Former Uncertain Indicated
La mostra di Stanislav Kolibal, a cura di Diet Bogner per il Padiglione della Repubblica Ceca e della Slovacchia, ha la ricchezza della profondità, la volontà di esprimere le fragilità delle strutture primarie oltre qualunque rappresentazione. Nato a Orlová (ex Cecoslovacchia) nel 1925, Stanislav Kolibal è tra i più importanti artisti del proprio paese per l’attenta esplorazione dei principi dell’avanguardia ceca e degli artisti che asserivano di doversi dedicare alla sostanza dell’opera d’arte, a ciò che ne costituisce la forza, il contenuto. Gli esordi di Stanislav Kolibal sono legati allo studio della figurazione ispirandosi all’arte egizia e corinzia nella ricerca di una forma comune. Gli artisti di quella generazione, anche se di differenti origini, approdano all’astrazione attraversando la pittura figurativa. Mondrian, nato alcuni decenni prima, e in Italia Angelo Savelli o Lucio Fontana o Alberto Burri sono accomunati da un esordio pittorico di confronto con la rappresentazione del mondo per entrare nell’essenza della propria poetica, da cui deriva la concezione altra del mondo. Le avanguardie dell’Europa centrale sono il riferimento per i movimenti di avanguardia ceca. Una cartolina, su cui è riprodotta una natura morta di Cézanne, è l’occasione, per Kolibal, per riflettere sulle relazioni proposte dall’artista francese tra i volumi degli oggetti e le linee delle diverse architetture. L’arte dell’avanguardia francese introduce i codici di ingresso ai problemi della ricerca personale, permette di spezzare la catena accademica delle convenzioni, capovolgendo i pregiudizi per sperimentare la conoscenza del mondo attraverso la non-rappresentazione. L’arte del paesaggio o della figura, nel cubismo ceco, è un pretesto per iniziare l’analisi sul movimento della materia nello spazio. (1)
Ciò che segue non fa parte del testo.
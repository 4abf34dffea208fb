// SPDX-FileCopyrightText: 2026 GSI Helmholtzzentrum f. Schwerionenforschung GmbH, Darmstadt, Germany
// SPDX-License-Identifier: LGPL-3.0-or-later

//! Typed interface to the `sinfo` node and partition query tool.
//!
//! `SinfoBuilder` covers the full flag surface; `partitions()` and `nodes()`
//! are shortcuts for the two long listings this crate knows how to parse.

pub mod builder;
pub mod parser;
pub mod types;

use anyhow::{Context, Result};

pub use builder::SinfoBuilder;
pub use parser::{parse_nodes, parse_partitions, Node, Partition};
pub use types::{NodeState, Sinfo, SinfoField};

/// Query the partition table (`sinfo -l`) and parse it into records.
pub fn partitions() -> Result<Vec<Partition>> {
    let mut builder = SinfoBuilder::new();
    builder.long();
    let output = builder.run().context("failed to query partitions")?;
    parse_partitions(&output).context("failed to parse partition listing")
}

/// Query the node table (`sinfo -Nel`) and parse it into records.
pub fn nodes() -> Result<Vec<Node>> {
    let mut builder = SinfoBuilder::new();
    builder.node_oriented().exact().long();
    let output = builder.run().context("failed to query nodes")?;
    parse_nodes(&output).context("failed to parse node listing")
}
Nell’intervista del 2013 Kolibal (2) sostiene di essere riuscito a penetrare le forme geometriche, essenziali, in cui riconosceva la modalità per esprimere i suoi sentimenti in modo progressivo e lento. Nella scultura aveva potuto scoprire la labilità della materia, nei tempi di non-libertà, mostrando che ciò che sembra esternamente solido può effettivamente andare in pezzi per effetto di una una bassa pressione.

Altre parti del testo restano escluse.